The <Speak/> Element

This element reads the text as speech to the caller. It is very useful for dynamic text that cannot be pre-recorded. Variables can also be interpolated in the Speak text.

Element Attributes

Attribute Name Description Allowed Values Default Value
language Language to be used for output ja-JP", en-US etc. Not required if attribute voice is passed ja-JP
voice Voice to be used for output Any Standard or Wavenet voice supported by Google TTS like en-US-Standard-C, ja-JP-Wavenet-B. Obs: Neural2 and Studio voices are not available none
loop Number of time to repeat the output integer between 1 and 5 1
purpose indicates what this is used for. This is only relevant when this element is inside GetDigits or GetInput (elements with purpose="prompt" are used to compose the GetDigits/GetInput prompt. Elements with purpose="alert" are used to compose the 'input error' prompt 'prompt' or 'alert' 'prompt'

Obs: Previously, we used another TTS provider (AI-Talk). This provider had its own set of voices. With the transition to Google TTS, we do the following conversions if old voices are specified:

1) The voices nozomi, sumire, kaho, maki, nanako, araki, anzu will be converted to ja-JP-Wavenet-B (female).
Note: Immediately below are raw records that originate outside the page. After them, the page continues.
//! Extracted shapes and their flat lookup table.

use mpase_core::{LevelSelector, Mask, Plane, Variant};
use mpase_imgproc::Contour;
use std::collections::BTreeMap;

/// One silhouette of one label at one (plane, level, variant).
#[derive(Debug, Clone, PartialEq)]
pub struct ShapeProduct {
    pub plane: Plane,
    /// Coverage in integer percent.
    pub level: i32,
    pub variant: Variant,
    pub mask: Mask,
    /// Main boundary in pixel space; `None` when the mask has none.
    pub contour: Option<Contour>,
}

#[derive(Debug, Clone, PartialEq, Eq, PartialOrd, Ord, Hash)]
pub struct ShapeKey {
    pub variant: Variant,
    pub plane: Plane,
    pub level: i32,
    pub label: String,
}

impl ShapeKey {
    pub fn new(variant: Variant, plane: Plane, level: i32, label: impl Into<String>) -> Self {
        Self {
            variant,
            plane,
            level,
            label: label.into(),
        }
    }
}

/// Every shape of a run keyed by `(variant, plane, level, label)`.
#[derive(Debug, Clone, Default, PartialEq)]
pub struct ShapeTable {
    shapes: BTreeMap<ShapeKey, ShapeProduct>,
}

impl ShapeTable {
    pub fn new() -> Self {
        Self::default()
    }

    pub fn insert(&mut self, label: impl Into<String>, shape: ShapeProduct) {
        let key = ShapeKey::new(shape.variant, shape.plane, shape.level, label);
        self.shapes.insert(key, shape);
    }

    pub fn get(
        &self,
        variant: Variant,
        plane: Plane,
        level: i32,
        label: &str,
    ) -> Option<&ShapeProduct> {
        self.shapes.get(&ShapeKey::new(variant, plane, level, label))
    }

    pub fn len(&self) -> usize {
        self.shapes.len()
    }

    pub fn is_empty(&self) -> bool {
        self.shapes.is_empty()
    }

    pub fn iter(&self) -> impl Iterator<Item = (&ShapeKey, &ShapeProduct)> {
        self.shapes.iter()
    }

    /// Levels present for a variant and plane, highest first.
    pub fn levels(&self, variant: Variant, plane: Plane) -> Vec<i32> {
        let mut levels: Vec<i32> = self
            .shapes
            .keys()
            .filter(|k| k.variant == variant && k.plane == plane)
            .map(|k| k.level)
            .collect();
        levels.sort_unstable_by(|a, b| b.cmp(a));
        levels.dedup();
        levels
    }

    /// Present levels narrowed by a selector, highest first.
    pub fn select_levels(
        &self,
        variant: Variant,
        plane: Plane,
        selector: &LevelSelector,
    ) -> Vec<i32> {
        self.levels(variant, plane)
            .into_iter()
            .filter(|&l| selector.contains(l))
            .collect()
    }

    /// Labels with a shape at `(variant, plane, level)`, in key order.
    pub fn labels_at(&self, variant: Variant, plane: Plane, level: i32) -> Vec<&str> {
        self.shapes
            .keys()
            .filter(|k| k.variant == variant && k.plane == plane && k.level == level)
            .map(|k| k.label.as_str())
            .collect()
    }

    /// Variants that have at least one shape.
    pub fn variants(&self) -> Vec<Variant> {
        Variant::ALL
            .into_iter()
            .filter(|v| self.shapes.keys().any(|k| k.variant == *v))
            .collect()
    }
}

#[cfg(test)]
mod tests {
    use super::*;
    use mpase_core::new_mask;

    fn shape(variant: Variant, plane: Plane, level: i32) -> ShapeProduct {
        ShapeProduct {
            plane,
            level,
            variant,
            mask: new_mask(4, 4),
            contour: None,
        }
    }

    #[test]
    fn lookup_by_composite_key() {
        let mut table = ShapeTable::new();
        for label in ["b", "a"] {
            for level in [50, 100, 90] {
                table.insert(label, shape(Variant::Hdr, Plane::XY, level));
            }
        }
        table.insert("a", shape(Variant::PointFraction, Plane::YZ, 80));

        assert_eq!(table.len(), 7);
        assert!(table.get(Variant::Hdr, Plane::XY, 90, "b").is_some());
        assert!(table.get(Variant::Hdr, Plane::YZ, 90, "b").is_none());
        assert_eq!(table.levels(Variant::Hdr, Plane::XY), vec![100, 90, 50]);
        assert_eq!(
            table.select_levels(Variant::Hdr, Plane::XY, &LevelSelector::Many(vec![50, 90, 70])),
            vec![90, 50]
        );
        assert_eq!(table.labels_at(Variant::Hdr, Plane::XY, 50), vec!["a", "b"]);
        assert_eq!(table.variants(), vec![Variant::Hdr, Variant::PointFraction]);
    }
}
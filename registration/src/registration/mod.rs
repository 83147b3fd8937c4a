//! Rigid registration of centered point sets
//!
//! - Principal-axis prealignment over the 48 axis permutations and sign flips
//! - Kabsch / orthogonal Procrustes fit
//! - Robust trimmed ICP with a fixed iteration budget

pub mod kabsch;
pub mod nearest;
pub mod pca;

pub use kabsch::kabsch;
pub use mpase_core::{Error, Result};
pub use nearest::NearestIndex3;
pub use pca::{best_pca_prealign, covariance, nn_rmse, pca_axes, Prealignment};

use mpase_core::stats::quantile_linear;
use mpase_core::{CfgCommon, RigidTransform};
use nalgebra::Point3;
use rand::rngs::StdRng;
use rand::seq::index;
use rand::SeedableRng;
use tracing::debug;

/// Fewest correspondences a Kabsch update is computed from.
const MIN_FIT_MATCHES: usize = 3;

/// Parameters of [`icp_rigid_robust`].
#[derive(Debug, Clone, Copy, PartialEq)]
pub struct IcpParams {
    /// Number of iterations; there is no early exit.
    pub iters: usize,
    /// Maximum points drawn from each set.
    pub sample: usize,
    /// Worst fraction of correspondences dropped each iteration.
    /// Trimming is applied only when `0 < trim_q < 0.5`.
    pub trim_q: f64,
    pub seed: u64,
}

impl Default for IcpParams {
    fn default() -> Self {
        Self::from(&CfgCommon::default())
    }
}

impl From<&CfgCommon> for IcpParams {
    fn from(cfg: &CfgCommon) -> Self {
        Self {
            iters: cfg.icp_iters,
            sample: cfg.sample_icp,
            trim_q: cfg.trim_q,
            seed: cfg.icp_seed,
        }
    }
}

/// ICP registration result
#[derive(Debug, Clone)]
pub struct IcpResult {
    /// Transform taking the moving set onto the reference.
    pub transform: RigidTransform,
    /// RMS distance of the retained correspondences, per iteration,
    /// measured before that iteration's update.
    pub rmse_history: Vec<f64>,
    /// RMS nearest distance of all sampled moving points after the last update.
    pub final_rmse: f64,
    pub iterations: usize,
}

fn subsample(points: &[Point3<f64>], cap: usize, rng: &mut StdRng) -> Vec<Point3<f64>> {
    if points.len() <= cap {
        return points.to_vec();
    }
    index::sample(rng, points.len(), cap)
        .into_iter()
        .map(|i| points[i])
        .collect()
}

/// Robust point-to-point ICP of `moving` onto `reference`.
///
/// Both sets are subsampled without replacement to at most `params.sample`
/// points from one generator seeded with `params.seed` (reference first).
/// Each iteration matches every transformed moving point to its nearest
/// reference point, keeps the matches at or below the `1 - trim_q` distance
/// quantile (all matches when fewer than three pass), and composes the
/// Kabsch update onto the running transform.
pub fn icp_rigid_robust(
    reference: &[Point3<f64>],
    moving: &[Point3<f64>],
    params: &IcpParams,
) -> Result<IcpResult> {
    if reference.len() < 3 || moving.len() < 3 {
        return Err(Error::degenerate(format!(
            "ICP needs at least 3 points per set, got {} and {}",
            reference.len(),
            moving.len()
        )));
    }

    let mut rng = StdRng::seed_from_u64(params.seed);
    let a = subsample(reference, params.sample, &mut rng);
    let b = subsample(moving, params.sample, &mut rng);
    let tree = NearestIndex3::new(&a)?;
    let trim = params.trim_q > 0.0 && params.trim_q < 0.5;

    let mut transform = RigidTransform::identity();
    let mut rmse_history = Vec::with_capacity(params.iters);

    for _ in 0..params.iters {
        let bx = transform.apply_all(&b);
        let matches = tree.nearest_all(&bx);

        let mut thr = if trim {
            let d: Vec<f64> = matches.iter().map(|m| m.1).collect();
            quantile_linear(&d, 1.0 - params.trim_q)
        } else {
            f64::INFINITY
        };
        // Tiny sets: trimming must not starve the rigid fit.
        if matches.iter().filter(|m| m.1 <= thr).count() < MIN_FIT_MATCHES {
            thr = f64::INFINITY;
        }

        let mut targets = Vec::with_capacity(matches.len());
        let mut sources = Vec::with_capacity(matches.len());
        let mut sq = 0.0;
        for (p, &(idx, dist)) in bx.iter().zip(&matches) {
            if dist <= thr {
                targets.push(a[idx]);
                sources.push(*p);
                sq += dist * dist;
            }
        }
        rmse_history.push((sq / sources.len().max(1) as f64).sqrt());

        let update = kabsch(&targets, &sources)?;
        transform = update.compose(&transform);
    }

    let final_d = tree.distances(&transform.apply_all(&b));
    let final_rmse = (nearest::sum_sq(&final_d) / final_d.len() as f64).sqrt();

    debug!(
        iterations = params.iters,
        samples_ref = a.len(),
        samples_moving = b.len(),
        final_rmse,
        "ICP finished"
    );

    Ok(IcpResult {
        transform,
        rmse_history,
        final_rmse,
        iterations: params.iters,
    })
}

/// Prealignment followed by ICP refinement.
#[derive(Debug, Clone)]
pub struct Alignment {
    /// Composite transform: `icp ∘ prealign`.
    pub transform: RigidTransform,
    pub prealign: Prealignment,
    pub icp: IcpResult,
}

/// Align a centered `moving` set onto a centered `reference`.
pub fn align_to_reference(
    reference: &[Point3<f64>],
    moving: &[Point3<f64>],
    cfg: &CfgCommon,
) -> Result<Alignment> {
    let prealign = best_pca_prealign(moving, reference)?;
    let pre = RigidTransform::from_rotation(prealign.rotation);
    let pre_moved = pre.apply_all(moving);
    let icp = icp_rigid_robust(reference, &pre_moved, &IcpParams::from(cfg))?;
    Ok(Alignment {
        transform: icp.transform.compose(&pre),
        prealign,
        icp,
    })
}

mod mod_test;
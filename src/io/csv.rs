//! Delimited-text point loader.

use mpase_core::{Error, PointSet, Result, MIN_CSV_POINTS};
use nalgebra::Point3;
use serde::{Deserialize, Serialize};
use std::fs::File;
use std::io::{BufRead, BufReader};
use std::path::Path;

/// Header names of the x, y and z columns.
#[derive(Debug, Clone, PartialEq, Eq, Serialize, Deserialize)]
pub struct CsvColumns {
    pub x: String,
    pub y: String,
    pub z: String,
}

impl Default for CsvColumns {
    fn default() -> Self {
        Self::new("middle_x", "middle_y", "middle_z")
    }
}

impl CsvColumns {
    pub fn new(x: impl Into<String>, y: impl Into<String>, z: impl Into<String>) -> Self {
        Self {
            x: x.into(),
            y: y.into(),
            z: z.into(),
        }
    }
}

fn split_line(line: &str) -> Vec<&str> {
    line.split(',').map(|f| f.trim().trim_matches('"')).collect()
}

fn parse_cell(cell: &str, line_no: usize, column: &str) -> Result<Option<f64>> {
    if cell.is_empty() || cell.eq_ignore_ascii_case("nan") || cell.eq_ignore_ascii_case("na") {
        return Ok(None);
    }
    let v: f64 = cell.parse().map_err(|_| {
        Error::Parse(format!("line {line_no}: column '{column}': bad number '{cell}'"))
    })?;
    Ok(v.is_finite().then_some(v))
}

/// Read the selected columns of a comma-separated table with a header row.
///
/// Rows where any selected cell is empty or NaN are dropped. Fewer than
/// `MIN_CSV_POINTS` remaining rows is an input error.
pub fn read_points<R: BufRead>(reader: R, label: &str, columns: &CsvColumns) -> Result<PointSet> {
    let mut lines = reader.lines();
    let header = loop {
        match lines.next() {
            Some(line) => {
                let line = line?;
                if !line.trim().is_empty() {
                    break line;
                }
            }
            None => return Err(Error::invalid_input(format!("{label}: empty file"))),
        }
    };
    let names = split_line(header.trim_start_matches('\u{feff}'));
    let find = |name: &str| {
        names.iter().position(|n| *n == name).ok_or_else(|| {
            Error::invalid_input(format!("{label}: missing column '{name}'"))
        })
    };
    let idx = [find(&columns.x)?, find(&columns.y)?, find(&columns.z)?];
    let col_names = [&columns.x, &columns.y, &columns.z];

    let mut points = Vec::new();
    let mut dropped = 0usize;
    for (i, line) in lines.enumerate() {
        let line = line?;
        if line.trim().is_empty() {
            continue;
        }
        let line_no = i + 2;
        let cells = split_line(&line);
        let mut xyz = [0.0; 3];
        let mut complete = true;
        for k in 0..3 {
            match cells.get(idx[k]) {
                Some(cell) => match parse_cell(cell, line_no, col_names[k])? {
                    Some(v) => xyz[k] = v,
                    None => complete = false,
                },
                None => complete = false,
            }
        }
        if complete {
            points.push(Point3::new(xyz[0], xyz[1], xyz[2]));
        } else {
            dropped += 1;
        }
    }

    if points.len() < MIN_CSV_POINTS {
        return Err(Error::invalid_input(format!(
            "{label}: {} usable rows, need at least {MIN_CSV_POINTS}",
            points.len()
        )));
    }
    if dropped > 0 {
        tracing::debug!(label, dropped, "dropped incomplete rows");
    }
    Ok(PointSet::new(label, points))
}

/// Load a CSV file; the label is the file stem.
pub fn load_points(path: impl AsRef<Path>, columns: &CsvColumns) -> Result<PointSet> {
    let path = path.as_ref();
    let label = path
        .file_stem()
        .map(|s| s.to_string_lossy().into_owned())
        .unwrap_or_else(|| path.display().to_string());
    let file = File::open(path)?;
    read_points(BufReader::new(file), &label, columns)
}
use mpase_core::{Error, Result};
use nalgebra::{Matrix3, Point3};
use rayon::prelude::*;
use rstar::{PointDistance, RTree, RTreeObject, AABB};

// Wrapper for RTree
struct IndexedPoint(usize, [f64; 3]);

impl RTreeObject for IndexedPoint {
    type Envelope = AABB<[f64; 3]>;
    fn envelope(&self) -> Self::Envelope {
        AABB::from_point(self.1)
    }
}

impl PointDistance for IndexedPoint {
    fn distance_2(&self, point: &[f64; 3]) -> f64 {
        let dx = self.1[0] - point[0];
        let dy = self.1[1] - point[1];
        let dz = self.1[2] - point[2];
        dx * dx + dy * dy + dz * dz
    }
}

/// Exact nearest-neighbour index over a fixed 3D point set.
pub struct NearestIndex3 {
    tree: RTree<IndexedPoint>,
    len: usize,
}

impl NearestIndex3 {
    pub fn new(points: &[Point3<f64>]) -> Result<Self> {
        if points.is_empty() {
            return Err(Error::invalid_input("cannot index an empty point set"));
        }
        let wrappers: Vec<IndexedPoint> = points
            .iter()
            .enumerate()
            .map(|(i, p)| IndexedPoint(i, [p.x, p.y, p.z]))
            .collect();
        Ok(Self {
            tree: RTree::bulk_load(wrappers),
            len: points.len(),
        })
    }

    pub fn len(&self) -> usize {
        self.len
    }

    pub fn is_empty(&self) -> bool {
        self.len == 0
    }

    /// Index of and distance to the closest indexed point.
    pub fn nearest(&self, query: &Point3<f64>) -> (usize, f64) {
        let q = [query.x, query.y, query.z];
        self.tree
            .nearest_neighbor(&q)
            .map_or((usize::MAX, f64::INFINITY), |n| (n.0, n.distance_2(&q).sqrt()))
    }

    pub fn nearest_all(&self, queries: &[Point3<f64>]) -> Vec<(usize, f64)> {
        queries.par_iter().map(|q| self.nearest(q)).collect()
    }

    pub fn distances(&self, queries: &[Point3<f64>]) -> Vec<f64> {
        queries.par_iter().map(|q| self.nearest(q).1).collect()
    }

    /// Nearest distances of `rotation * q` for every query.
    pub fn distances_rotated(&self, queries: &[Point3<f64>], rotation: &Matrix3<f64>) -> Vec<f64> {
        queries
            .par_iter()
            .map(|q| self.nearest(&Point3::from(rotation * q.coords)).1)
            .collect()
    }
}

/// Sum of squared distances, gathered in query order.
pub(crate) fn sum_sq(distances: &[f64]) -> f64 {
    distances.iter().map(|d| d * d).sum()
}

#[cfg(test)]
mod tests {
    use super::*;

    #[test]
    fn finds_exact_neighbour() {
        let pts = vec![
            Point3::new(0.0, 0.0, 0.0),
            Point3::new(1.0, 0.0, 0.0),
            Point3::new(0.0, 2.0, 0.0),
        ];
        let index = NearestIndex3::new(&pts).unwrap();
        let (i, d) = index.nearest(&Point3::new(0.9, 0.1, 0.0));
        assert_eq!(i, 1);
        assert!((d - (0.02f64).sqrt()).abs() < 1e-12);
        assert!(NearestIndex3::new(&[]).is_err());
    }
}
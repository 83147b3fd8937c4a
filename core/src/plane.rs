use crate::{Error, Result};
use serde::{Deserialize, Serialize};
use std::fmt;
use std::str::FromStr;

/// Orthogonal projection plane. Each plane keeps two axes and drops the third.
#[derive(Debug, Clone, Copy, PartialEq, Eq, PartialOrd, Ord, Hash, Serialize, Deserialize)]
pub enum Plane {
    XY,
    YZ,
    XZ,
}

impl Plane {
    pub const ALL: [Plane; 3] = [Plane::XY, Plane::YZ, Plane::XZ];

    /// Retained axis indices, horizontal first.
    pub fn axes(self) -> (usize, usize) {
        match self {
            Plane::XY => (0, 1),
            Plane::YZ => (1, 2),
            Plane::XZ => (0, 2),
        }
    }

    pub fn dropped_axis(self) -> usize {
        match self {
            Plane::XY => 2,
            Plane::YZ => 0,
            Plane::XZ => 1,
        }
    }

    pub fn as_str(self) -> &'static str {
        match self {
            Plane::XY => "XY",
            Plane::YZ => "YZ",
            Plane::XZ => "XZ",
        }
    }
}

impl fmt::Display for Plane {
    fn fmt(&self, f: &mut fmt::Formatter<'_>) -> fmt::Result {
        f.write_str(self.as_str())
    }
}

impl FromStr for Plane {
    type Err = Error;

    fn from_str(s: &str) -> Result<Self> {
        match s.trim().to_ascii_uppercase().as_str() {
            "XY" => Ok(Plane::XY),
            "YZ" => Ok(Plane::YZ),
            "XZ" => Ok(Plane::XZ),
            other => Err(Error::config(format!("unknown plane '{other}'"))),
        }
    }
}

/// Shape extraction policy.
#[derive(Debug, Clone, Copy, PartialEq, Eq, PartialOrd, Ord, Hash, Serialize, Deserialize)]
#[serde(rename_all = "snake_case")]
pub enum Variant {
    Hdr,
    PointFraction,
}

impl Variant {
    pub const ALL: [Variant; 2] = [Variant::Hdr, Variant::PointFraction];

    pub fn as_str(self) -> &'static str {
        match self {
            Variant::Hdr => "hdr",
            Variant::PointFraction => "point_fraction",
        }
    }

    /// Short form used by the viewer bundle.
    pub fn short_name(self) -> &'static str {
        match self {
            Variant::Hdr => "hdr",
            Variant::PointFraction => "pf",
        }
    }
}

impl fmt::Display for Variant {
    fn fmt(&self, f: &mut fmt::Formatter<'_>) -> fmt::Result {
        f.write_str(self.as_str())
    }
}

impl FromStr for Variant {
    type Err = Error;

    fn from_str(s: &str) -> Result<Self> {
        match s.trim().to_ascii_lowercase().as_str() {
            "hdr" => Ok(Variant::Hdr),
            "point_fraction" | "pf" => Ok(Variant::PointFraction),
            other => Err(Error::config(format!("unknown variant '{other}'"))),
        }
    }
}
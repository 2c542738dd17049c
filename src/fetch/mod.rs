//! Remote graph retrieval.
//!
//! A [`GraphFetcher`] dereferences a URI and hands back a [`FetchResult`]. The
//! result is a value, not an error: callers loading a mandatory graph turn the
//! failure variants into request errors, while the expansion engine logs and
//! skips them.

pub mod cache;
pub mod http;
pub mod retry;

pub use cache::{CacheStats, GraphCache};
pub use http::{FetcherConfig, HttpGraphFetcher};
pub use retry::{ErrorClass, RetryConfig};

use async_trait::async_trait;
use oxigraph::model::Graph;
use strum::{Display, IntoStaticStr};

/// Outcome of dereferencing one URI.
#[derive(Debug, Clone)]
pub enum FetchResult {
    /// HTTP 200 with a body that parsed under a supported serialization.
    Success(Graph),
    /// Any status other than 200.
    NotFound { status: u16 },
    /// Network failure, after retries when the failure was transient.
    TransientError { reason: String, attempts: u32 },
    /// HTTP 200 but the body matched no supported serialization.
    ParseError { reason: String },
}

/// Variant name of a [`FetchResult`], used for logs and metric labels.
#[derive(Debug, Clone, Copy, PartialEq, Eq, Display, IntoStaticStr)]
#[strum(serialize_all = "snake_case")]
pub enum FetchOutcome {
    Success,
    NotFound,
    TransientError,
    ParseError,
}

impl FetchResult {
    pub fn outcome(&self) -> FetchOutcome {
        match self {
            FetchResult::Success(_) => FetchOutcome::Success,
            FetchResult::NotFound { .. } => FetchOutcome::NotFound,
            FetchResult::TransientError { .. } => FetchOutcome::TransientError,
            FetchResult::ParseError { .. } => FetchOutcome::ParseError,
        }
    }

    pub fn is_success(&self) -> bool {
        matches!(self, FetchResult::Success(_))
    }

    pub fn into_graph(self) -> Option<Graph> {
        match self {
            FetchResult::Success(graph) => Some(graph),
            _ => None,
        }
    }

    /// Human-readable failure description; `None` for successes.
    pub fn failure_reason(&self) -> Option<String> {
        match self {
            FetchResult::Success(_) => None,
            FetchResult::NotFound { status } => Some(format!("status = {status}")),
            FetchResult::TransientError { reason, attempts } => {
                Some(format!("{reason} (after {attempts} attempt(s))"))
            }
            FetchResult::ParseError { reason } => Some(reason.clone()),
        }
    }
}

/// Dereferences URIs into graphs.
///
/// `use_cache = false` must bypass any cache in both directions.
#[async_trait]
pub trait GraphFetcher: Send + Sync {
    async fn fetch(&self, uri: &str, use_cache: bool) -> FetchResult;
}
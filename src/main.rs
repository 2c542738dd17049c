use clap::Parser;
use shacl_validator::{
    CliArgs, LoggingConfig, ServerConfig, init_logging, run_server, shutdown_telemetry,
};

#[tokio::main]
async fn main() -> anyhow::Result<()> {
    let _guard = init_logging(LoggingConfig::from_env())?;

    let cli = CliArgs::parse();
    let config = ServerConfig::from_args(cli)?;
    config.validate()?;

    let result = run_server(config).await;

    shutdown_telemetry();

    result
}
impl ShapeLoader<'_> {
    /// `None` when the shape declares a path the evaluator cannot follow.
    fn load(&self, id: &Term, top_level: bool) -> Result<Option<Shape>, EvaluatorError> {
        let path = match object(self.graph, id, sh::PATH) {
            None => None,
            Some(path) => match self.path(&path) {
                Some(path) => Some(path),
                None => return Ok(None),
            },
        };

        let mut properties = Vec::new();
        if top_level && path.is_none() {
            for property in objects(self.graph, id, sh::PROPERTY) {
                match self.load(&property, false)? {
                    Some(shape) if shape.path.is_some() => properties.push(shape),
                    _ => debug!(shape = %id, property = %property, "skipping property shape"),
                }
            }
            // Property shapes are usually blank nodes, renamed on every parse
            properties.sort_by(|a, b| {
                a.path
                    .as_ref()
                    .map(Path::sort_key)
                    .cmp(&b.path.as_ref().map(Path::sort_key))
            });
        }

        Ok(Some(Shape {
            id: id.clone(),
            path,
            targets: if top_level { self.targets(id) } else { Targets::default() },
            constraints: self.constraints(id)?,
            properties,
            severity: self
                .named(id, sh::SEVERITY)
                .map(|iri| Severity::from_iri(iri.as_ref()))
                .unwrap_or(Severity::Violation),
            message: self.literal(id, sh::MESSAGE).map(|message| message.value().to_owned()),
            deactivated: self
                .literal(id, sh::DEACTIVATED)
                .is_some_and(|flag| flag.value() == "true" || flag.value() == "1"),
        }))
    }

    fn path(&self, path: &Term) -> Option<Path> {
        match path {
            Term::NamedNode(predicate) => Some(Path::Predicate(predicate.clone())),
            Term::BlankNode(_) => match object(self.graph, path, sh::INVERSE_PATH) {
                Some(Term::NamedNode(predicate)) => Some(Path::Inverse(predicate)),
                _ => None,
            },
            _ => None,
        }
    }

    fn targets(&self, id: &Term) -> Targets {
        let mut targets = Targets {
            classes: objects(self.graph, id, sh::TARGET_CLASS),
            nodes: objects(self.graph, id, sh::TARGET_NODE),
            subjects_of: self.named_all(id, sh::TARGET_SUBJECTS_OF),
            objects_of: self.named_all(id, sh::TARGET_OBJECTS_OF),
        };
        // A shape that is also a class targets its own instances
        let is_class = [rdfs::CLASS, owl::CLASS].into_iter().any(|class| {
            nav::is_instance_of(self.graph, id, &Term::NamedNode(class.into_owned()))
        });
        if is_class && !targets.classes.contains(id) {
            targets.classes.push(id.clone());
        }
        targets
    }

    fn constraints(&self, id: &Term) -> Result<Constraints, EvaluatorError> {
        let pattern = match self.literal(id, sh::PATTERN) {
            Some(source) => {
                let flags = self.literal(id, sh::FLAGS);
                let compiled = Pattern::compile(source.value(), flags.as_ref().map(Literal::value))
                    .map_err(|error| invalid(id, format!("sh:pattern: {error}")))?;
                Some(compiled)
            }
            None => None,
        };

        Ok(Constraints {
            min_count: self.count(id, sh::MIN_COUNT)?,
            max_count: self.count(id, sh::MAX_COUNT)?,
            datatype: self.named(id, sh::DATATYPE),
            classes: objects(self.graph, id, sh::CLASS),
            node_kind: self
                .named(id, sh::NODE_KIND)
                .and_then(|kind| NodeKind::from_iri(kind.as_ref())),
            pattern,
            min_length: self.count(id, sh::MIN_LENGTH)?,
            max_length: self.count(id, sh::MAX_LENGTH)?,
            min_inclusive: self.literal(id, sh::MIN_INCLUSIVE),
            max_inclusive: self.literal(id, sh::MAX_INCLUSIVE),
            min_exclusive: self.literal(id, sh::MIN_EXCLUSIVE),
            max_exclusive: self.literal(id, sh::MAX_EXCLUSIVE),
            in_values: object(self.graph, id, sh::IN).map(|head| rdf_list(self.graph, &head)),
            has_value: objects(self.graph, id, sh::HAS_VALUE),
            unique_lang: self
                .literal(id, sh::UNIQUE_LANG)
                .is_some_and(|flag| flag.value() == "true" || flag.value() == "1"),
        })
    }

    fn literal(&self, id: &Term, predicate: NamedNodeRef<'_>) -> Option<Literal> {
        objects(self.graph, id, predicate)
            .into_iter()
            .find_map(|term| match term {
                Term::Literal(literal) => Some(literal),
                _ => None,
            })
    }

    fn named(&self, id: &Term, predicate: NamedNodeRef<'_>) -> Option<NamedNode> {
        self.named_all(id, predicate).into_iter().next()
    }

    fn named_all(&self, id: &Term, predicate: NamedNodeRef<'_>) -> Vec<NamedNode> {
        objects(self.graph, id, predicate)
            .into_iter()
            .filter_map(|term| match term {
                Term::NamedNode(node) => Some(node),
                _ => None,
            })
            .collect()
    }

    fn count(&self, id: &Term, predicate: NamedNodeRef<'_>) -> Result<Option<usize>, EvaluatorError> {
        self.literal(id, predicate)
            .map(|literal| {
                literal.value().trim().parse::<usize>().map_err(|_| {
                    invalid(
                        id,
                        format!("{predicate} expects a non-negative integer, got {}", literal.value()),
                    )
                })
            })
            .transpose()
    }
}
2) The voices seiji, osamu, hiroshi, koutaro will be converted to ja-JP-Wavenet-D (male).

Examples

Example 1: Hi this is Basix

When a call is directed to the following XML document, the caller will hear "Hi this is Basix" spoken once

1
2
3
4
<?xml version="1.0" encoding="UTF-8" ?>
<IVR>
	<Speak voice="en-US-Standard-C">Hi this is Basix.</Speak>
</IVR>

Example 2: Hey, Hey, Hey

This XML document instructs Basix to say "Hey" thrice in a row.

1
2
3
4
<?xml version="1.0" encoding="UTF-8" ?>
<IVR>
	<Speak voice="en-US-Standard-C" loop="3">Hey</Speak>
</IVR>

Example 3: interpolation of text to be played

1
2
3
4
5
6
7
<?xml version="1.0" encoding="UTF-8" ?>
<IVR>
	<GetDigits>
		<Speak voice="en-US-Standard-C">Please input some digits</Speak>
	</GetDigits>
	<Speak voice="en-US-Standard-C" loop="3">You dialed {{Digits}}</Speak>
</IVR>

Example 4: interpolation with data a from JSON document

1
2
3
4
5
<?xml version="1.0" encoding="UTF-8" ?>
<IVR>
	<GetJSON var="data" url="https://somewhere.com/info?calling_number={{CallingNumber}}"/>
	<Speak voice="{{data.voice}}">{{data.msg}}</Speak>
</IVR>

Example 5: Japanese

This XML document tells Basix to say a plain text and then a complex text using SSML

1
2
3
4
5
6
7
8
9
<?xml version="1.0" encoding="UTF-8" ?>
<IVR>
	<Speak voice="ja-JP-Wavenet-B">おはようございます</Speak>
	<Speak voice="ja-JP-Wavenet-B">
		<break time="100ms"/>お電話、ありがとうございます、
		<break time="500ms"/>
		<emphasis level="strong">市役所です。</emphasis>
	</Speak>
</IVR>

ATTENTION:

Google Speech Synthesis has difficulties to phrase telephone numbers. So we will apply the following adjustments:

  • if the text contains SSML, do nothing. If it is plain text, proceed with the next steps
  • separate numbers with spaces. Ex: 08012341234 => 0 8 0 1 2 3 4 1 2 3 4
  • convert '-' to SSML element break with time='0.1s" (and put the whole result inside an SSML speak tag).

For example: This XML:

1
2
3
4
<?xml version="1.0" encoding="UTF-8" ?>
<IVR>
	<Speak voice="ja-JP-Wavenet-B">ご利用いただけるサービスがございません。050-0000-0000からおかけ直しください</Speak>
</IVR>

Will be the same as:

1
2
3
4
5
6
7
<?xml version="1.0" encoding="UTF-8" ?>
<IVR>
	<Speak voice="ja-JP-Wavenet-B">ご利用いただけるサービスがございません。0 5 0
		<break time="0.1s"/>6 8 6 8
		<break time="0.1s"/>1 0 8 8からおかけ直しください
	</Speak>
</IVR>